Aim of the exercise.
Below are some records. How many of their lines contain the string "EntityPermission"? Give the number only.

(Stored data entries)

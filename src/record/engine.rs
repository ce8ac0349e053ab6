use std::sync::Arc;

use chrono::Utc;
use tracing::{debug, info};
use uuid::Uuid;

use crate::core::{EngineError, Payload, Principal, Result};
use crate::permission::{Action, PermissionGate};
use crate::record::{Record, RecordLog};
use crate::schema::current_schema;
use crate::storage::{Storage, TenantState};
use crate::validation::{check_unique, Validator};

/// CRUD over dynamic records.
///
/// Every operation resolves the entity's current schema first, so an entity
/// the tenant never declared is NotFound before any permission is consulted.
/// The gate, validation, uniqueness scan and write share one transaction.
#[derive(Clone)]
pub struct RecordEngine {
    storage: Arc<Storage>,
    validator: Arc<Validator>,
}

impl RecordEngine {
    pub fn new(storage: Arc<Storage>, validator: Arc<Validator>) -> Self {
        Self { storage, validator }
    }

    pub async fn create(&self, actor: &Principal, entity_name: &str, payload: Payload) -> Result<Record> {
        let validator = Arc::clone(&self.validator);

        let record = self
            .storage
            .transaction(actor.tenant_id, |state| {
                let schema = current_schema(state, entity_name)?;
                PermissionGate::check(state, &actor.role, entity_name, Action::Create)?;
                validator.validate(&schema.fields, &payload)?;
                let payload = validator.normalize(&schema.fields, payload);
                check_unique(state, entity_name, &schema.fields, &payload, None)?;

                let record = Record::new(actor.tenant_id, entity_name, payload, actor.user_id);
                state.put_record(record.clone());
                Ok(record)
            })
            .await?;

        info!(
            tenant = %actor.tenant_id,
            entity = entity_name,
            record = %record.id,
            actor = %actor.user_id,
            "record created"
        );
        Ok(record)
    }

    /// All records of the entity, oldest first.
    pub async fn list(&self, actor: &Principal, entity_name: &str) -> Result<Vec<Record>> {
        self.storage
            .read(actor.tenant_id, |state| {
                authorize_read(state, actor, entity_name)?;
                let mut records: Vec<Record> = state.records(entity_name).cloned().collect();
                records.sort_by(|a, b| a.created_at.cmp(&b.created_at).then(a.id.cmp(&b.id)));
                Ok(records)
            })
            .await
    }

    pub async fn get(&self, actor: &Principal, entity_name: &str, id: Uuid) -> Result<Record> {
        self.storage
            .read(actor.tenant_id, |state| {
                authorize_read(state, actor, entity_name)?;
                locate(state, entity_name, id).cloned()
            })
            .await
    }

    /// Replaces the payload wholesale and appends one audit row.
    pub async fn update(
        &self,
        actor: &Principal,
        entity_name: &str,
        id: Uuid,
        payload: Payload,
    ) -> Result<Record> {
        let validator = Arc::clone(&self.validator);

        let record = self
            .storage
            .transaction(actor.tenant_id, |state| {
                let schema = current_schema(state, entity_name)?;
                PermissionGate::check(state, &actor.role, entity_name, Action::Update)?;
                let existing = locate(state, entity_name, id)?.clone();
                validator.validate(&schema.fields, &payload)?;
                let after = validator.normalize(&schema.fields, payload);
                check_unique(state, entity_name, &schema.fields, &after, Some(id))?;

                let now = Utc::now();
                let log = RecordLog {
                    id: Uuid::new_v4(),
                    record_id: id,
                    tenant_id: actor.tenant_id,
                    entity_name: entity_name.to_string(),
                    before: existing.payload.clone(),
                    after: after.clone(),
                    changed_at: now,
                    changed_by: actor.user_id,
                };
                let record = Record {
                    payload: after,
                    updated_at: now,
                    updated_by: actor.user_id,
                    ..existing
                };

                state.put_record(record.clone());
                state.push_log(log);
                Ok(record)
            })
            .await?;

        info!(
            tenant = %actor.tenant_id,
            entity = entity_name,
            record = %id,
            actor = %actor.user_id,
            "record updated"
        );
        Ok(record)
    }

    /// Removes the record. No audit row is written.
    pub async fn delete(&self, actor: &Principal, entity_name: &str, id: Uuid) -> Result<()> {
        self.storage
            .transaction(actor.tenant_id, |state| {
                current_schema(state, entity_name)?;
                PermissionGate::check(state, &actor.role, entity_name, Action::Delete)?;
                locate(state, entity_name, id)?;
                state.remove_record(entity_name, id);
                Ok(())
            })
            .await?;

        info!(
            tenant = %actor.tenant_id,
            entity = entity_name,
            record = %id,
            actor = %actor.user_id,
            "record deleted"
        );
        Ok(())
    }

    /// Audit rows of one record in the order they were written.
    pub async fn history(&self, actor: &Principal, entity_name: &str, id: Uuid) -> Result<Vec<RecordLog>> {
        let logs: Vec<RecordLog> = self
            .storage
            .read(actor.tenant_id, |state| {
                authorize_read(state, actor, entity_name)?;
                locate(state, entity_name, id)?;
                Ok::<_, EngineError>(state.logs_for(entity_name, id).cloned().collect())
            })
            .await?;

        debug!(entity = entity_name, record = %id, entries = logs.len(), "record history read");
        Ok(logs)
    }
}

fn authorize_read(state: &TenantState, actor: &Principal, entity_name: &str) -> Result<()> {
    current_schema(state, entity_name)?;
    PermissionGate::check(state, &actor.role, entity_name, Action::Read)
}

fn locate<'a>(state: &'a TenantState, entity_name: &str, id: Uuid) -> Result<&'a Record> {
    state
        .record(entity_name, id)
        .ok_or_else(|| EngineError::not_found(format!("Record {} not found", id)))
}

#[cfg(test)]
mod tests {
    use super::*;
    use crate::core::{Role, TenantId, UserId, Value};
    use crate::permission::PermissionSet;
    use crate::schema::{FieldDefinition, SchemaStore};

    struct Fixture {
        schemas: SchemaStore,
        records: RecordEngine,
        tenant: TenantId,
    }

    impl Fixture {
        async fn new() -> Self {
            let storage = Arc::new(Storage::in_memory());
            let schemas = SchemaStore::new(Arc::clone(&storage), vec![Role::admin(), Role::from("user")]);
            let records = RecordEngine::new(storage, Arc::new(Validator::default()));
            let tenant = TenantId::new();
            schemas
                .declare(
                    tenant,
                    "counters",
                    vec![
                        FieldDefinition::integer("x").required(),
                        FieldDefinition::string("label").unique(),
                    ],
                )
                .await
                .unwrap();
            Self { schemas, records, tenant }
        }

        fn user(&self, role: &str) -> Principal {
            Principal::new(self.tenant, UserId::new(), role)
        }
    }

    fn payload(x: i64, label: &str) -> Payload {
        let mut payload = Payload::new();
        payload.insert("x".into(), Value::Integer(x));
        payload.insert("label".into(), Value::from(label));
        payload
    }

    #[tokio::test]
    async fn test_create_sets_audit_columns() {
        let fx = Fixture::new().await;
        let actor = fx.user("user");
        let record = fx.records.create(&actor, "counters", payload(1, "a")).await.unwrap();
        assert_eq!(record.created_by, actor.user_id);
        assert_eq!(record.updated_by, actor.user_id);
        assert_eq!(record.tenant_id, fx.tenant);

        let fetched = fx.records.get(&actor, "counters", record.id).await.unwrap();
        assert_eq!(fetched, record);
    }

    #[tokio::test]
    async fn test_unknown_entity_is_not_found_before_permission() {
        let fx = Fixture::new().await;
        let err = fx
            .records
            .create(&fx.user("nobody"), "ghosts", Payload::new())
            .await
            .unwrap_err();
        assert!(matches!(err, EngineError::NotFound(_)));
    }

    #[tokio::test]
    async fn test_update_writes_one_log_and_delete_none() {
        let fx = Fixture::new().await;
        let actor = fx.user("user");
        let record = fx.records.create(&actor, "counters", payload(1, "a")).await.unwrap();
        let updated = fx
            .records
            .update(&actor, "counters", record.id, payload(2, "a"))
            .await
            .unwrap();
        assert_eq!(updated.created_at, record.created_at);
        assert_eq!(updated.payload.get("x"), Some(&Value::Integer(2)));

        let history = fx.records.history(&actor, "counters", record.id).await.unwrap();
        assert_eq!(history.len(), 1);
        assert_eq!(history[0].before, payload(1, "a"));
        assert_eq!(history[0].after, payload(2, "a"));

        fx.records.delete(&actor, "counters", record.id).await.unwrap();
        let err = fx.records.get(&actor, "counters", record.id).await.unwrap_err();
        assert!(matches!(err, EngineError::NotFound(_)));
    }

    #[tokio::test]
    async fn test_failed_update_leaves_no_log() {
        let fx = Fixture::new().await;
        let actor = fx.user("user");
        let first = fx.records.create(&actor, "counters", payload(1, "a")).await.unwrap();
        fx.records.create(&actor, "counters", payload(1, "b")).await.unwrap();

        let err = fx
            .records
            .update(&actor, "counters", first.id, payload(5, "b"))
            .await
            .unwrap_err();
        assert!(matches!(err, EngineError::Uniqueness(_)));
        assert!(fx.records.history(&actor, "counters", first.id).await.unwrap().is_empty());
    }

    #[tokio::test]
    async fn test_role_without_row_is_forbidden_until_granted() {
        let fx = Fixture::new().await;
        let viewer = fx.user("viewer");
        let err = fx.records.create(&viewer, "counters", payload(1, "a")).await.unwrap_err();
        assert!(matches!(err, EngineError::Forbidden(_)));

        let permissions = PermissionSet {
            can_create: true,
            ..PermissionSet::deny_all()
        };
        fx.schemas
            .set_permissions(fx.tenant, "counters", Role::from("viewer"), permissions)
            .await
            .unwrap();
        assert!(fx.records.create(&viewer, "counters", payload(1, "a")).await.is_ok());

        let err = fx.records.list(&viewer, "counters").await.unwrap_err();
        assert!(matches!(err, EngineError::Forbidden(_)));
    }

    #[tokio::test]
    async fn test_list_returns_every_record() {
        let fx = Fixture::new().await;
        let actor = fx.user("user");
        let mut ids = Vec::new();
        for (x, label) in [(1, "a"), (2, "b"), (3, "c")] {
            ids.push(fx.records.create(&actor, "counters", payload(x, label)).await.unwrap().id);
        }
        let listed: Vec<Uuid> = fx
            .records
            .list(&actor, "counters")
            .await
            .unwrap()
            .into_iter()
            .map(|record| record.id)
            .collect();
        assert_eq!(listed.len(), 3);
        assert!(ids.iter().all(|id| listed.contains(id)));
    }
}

==

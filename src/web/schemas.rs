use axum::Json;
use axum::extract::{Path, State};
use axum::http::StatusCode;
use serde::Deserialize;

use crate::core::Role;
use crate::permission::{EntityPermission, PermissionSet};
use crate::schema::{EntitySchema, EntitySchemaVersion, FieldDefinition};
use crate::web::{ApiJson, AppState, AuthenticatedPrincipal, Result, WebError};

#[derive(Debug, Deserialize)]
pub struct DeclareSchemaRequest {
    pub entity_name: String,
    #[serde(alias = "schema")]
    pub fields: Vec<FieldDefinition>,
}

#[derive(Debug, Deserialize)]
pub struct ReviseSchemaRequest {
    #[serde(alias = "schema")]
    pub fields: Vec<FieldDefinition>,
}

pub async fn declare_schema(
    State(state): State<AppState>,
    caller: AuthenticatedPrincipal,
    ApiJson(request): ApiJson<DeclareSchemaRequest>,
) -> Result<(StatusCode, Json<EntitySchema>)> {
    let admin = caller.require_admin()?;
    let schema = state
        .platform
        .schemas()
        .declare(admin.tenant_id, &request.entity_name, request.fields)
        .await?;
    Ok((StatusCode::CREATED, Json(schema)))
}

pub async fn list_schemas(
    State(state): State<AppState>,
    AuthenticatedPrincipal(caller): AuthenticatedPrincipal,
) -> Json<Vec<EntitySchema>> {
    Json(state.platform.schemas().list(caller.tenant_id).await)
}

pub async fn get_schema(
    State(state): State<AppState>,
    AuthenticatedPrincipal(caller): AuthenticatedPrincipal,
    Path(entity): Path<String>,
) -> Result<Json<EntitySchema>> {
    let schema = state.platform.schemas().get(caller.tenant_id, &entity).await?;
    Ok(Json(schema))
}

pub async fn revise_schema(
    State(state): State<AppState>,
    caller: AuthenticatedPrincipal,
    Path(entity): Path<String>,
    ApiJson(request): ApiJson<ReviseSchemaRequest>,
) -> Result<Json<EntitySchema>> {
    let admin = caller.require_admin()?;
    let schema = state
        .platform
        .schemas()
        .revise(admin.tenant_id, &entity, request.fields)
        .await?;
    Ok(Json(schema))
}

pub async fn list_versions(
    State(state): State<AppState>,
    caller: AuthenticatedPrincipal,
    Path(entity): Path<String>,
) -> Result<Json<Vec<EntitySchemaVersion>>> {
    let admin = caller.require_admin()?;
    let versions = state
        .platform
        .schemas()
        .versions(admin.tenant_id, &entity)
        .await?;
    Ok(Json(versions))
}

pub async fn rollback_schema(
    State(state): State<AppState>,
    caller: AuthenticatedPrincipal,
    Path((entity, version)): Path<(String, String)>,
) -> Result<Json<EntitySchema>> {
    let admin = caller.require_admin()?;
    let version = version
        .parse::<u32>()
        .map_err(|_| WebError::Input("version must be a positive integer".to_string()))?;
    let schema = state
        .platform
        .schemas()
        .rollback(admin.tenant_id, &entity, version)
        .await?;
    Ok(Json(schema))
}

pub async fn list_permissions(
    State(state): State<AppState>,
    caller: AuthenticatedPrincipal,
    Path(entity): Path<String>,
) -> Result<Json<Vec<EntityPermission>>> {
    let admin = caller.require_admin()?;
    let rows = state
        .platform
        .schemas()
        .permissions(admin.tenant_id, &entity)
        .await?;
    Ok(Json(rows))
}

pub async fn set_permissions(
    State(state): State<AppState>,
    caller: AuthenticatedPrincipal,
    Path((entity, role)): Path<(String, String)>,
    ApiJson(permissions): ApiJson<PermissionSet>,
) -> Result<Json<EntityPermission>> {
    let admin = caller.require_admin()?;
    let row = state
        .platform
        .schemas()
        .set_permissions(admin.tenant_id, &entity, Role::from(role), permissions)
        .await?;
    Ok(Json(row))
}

* * *

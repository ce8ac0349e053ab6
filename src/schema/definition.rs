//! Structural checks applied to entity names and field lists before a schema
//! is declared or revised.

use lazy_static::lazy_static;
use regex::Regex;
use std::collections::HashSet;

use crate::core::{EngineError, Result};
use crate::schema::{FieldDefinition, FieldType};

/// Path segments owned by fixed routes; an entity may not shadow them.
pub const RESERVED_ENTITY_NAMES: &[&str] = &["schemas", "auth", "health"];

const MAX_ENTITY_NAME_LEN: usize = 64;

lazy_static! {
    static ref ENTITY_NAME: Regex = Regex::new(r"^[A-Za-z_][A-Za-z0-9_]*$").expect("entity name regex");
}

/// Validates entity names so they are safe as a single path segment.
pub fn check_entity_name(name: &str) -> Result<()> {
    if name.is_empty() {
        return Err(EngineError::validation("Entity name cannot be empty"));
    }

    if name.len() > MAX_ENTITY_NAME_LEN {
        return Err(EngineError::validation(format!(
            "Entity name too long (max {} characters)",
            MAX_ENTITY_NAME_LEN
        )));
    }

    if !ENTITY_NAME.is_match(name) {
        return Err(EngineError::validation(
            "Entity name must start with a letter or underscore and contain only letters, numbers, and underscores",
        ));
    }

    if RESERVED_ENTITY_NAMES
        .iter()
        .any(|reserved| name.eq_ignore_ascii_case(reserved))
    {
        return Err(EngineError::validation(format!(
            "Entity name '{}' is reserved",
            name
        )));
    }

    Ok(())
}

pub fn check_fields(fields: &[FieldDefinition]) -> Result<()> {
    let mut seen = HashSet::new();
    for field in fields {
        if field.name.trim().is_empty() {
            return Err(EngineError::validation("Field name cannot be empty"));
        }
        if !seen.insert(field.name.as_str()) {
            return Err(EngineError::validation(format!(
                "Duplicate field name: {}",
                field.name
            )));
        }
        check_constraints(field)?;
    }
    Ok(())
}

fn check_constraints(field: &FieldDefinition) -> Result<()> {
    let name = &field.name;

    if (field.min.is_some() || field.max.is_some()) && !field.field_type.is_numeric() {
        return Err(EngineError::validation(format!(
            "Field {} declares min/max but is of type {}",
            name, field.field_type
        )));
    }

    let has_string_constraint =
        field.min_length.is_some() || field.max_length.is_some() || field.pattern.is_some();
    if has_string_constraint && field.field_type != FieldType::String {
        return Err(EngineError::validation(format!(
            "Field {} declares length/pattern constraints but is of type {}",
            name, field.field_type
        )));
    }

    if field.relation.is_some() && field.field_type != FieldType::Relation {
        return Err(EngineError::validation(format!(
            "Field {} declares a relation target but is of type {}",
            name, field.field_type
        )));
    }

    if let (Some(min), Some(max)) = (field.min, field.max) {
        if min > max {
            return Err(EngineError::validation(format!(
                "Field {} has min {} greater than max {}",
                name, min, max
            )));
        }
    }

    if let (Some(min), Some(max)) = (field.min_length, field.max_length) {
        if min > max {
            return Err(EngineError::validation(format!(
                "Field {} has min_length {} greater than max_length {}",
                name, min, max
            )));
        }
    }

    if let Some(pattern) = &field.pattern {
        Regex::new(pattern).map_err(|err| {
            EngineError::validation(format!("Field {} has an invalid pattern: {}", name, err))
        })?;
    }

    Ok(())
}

Answer to the problem.
3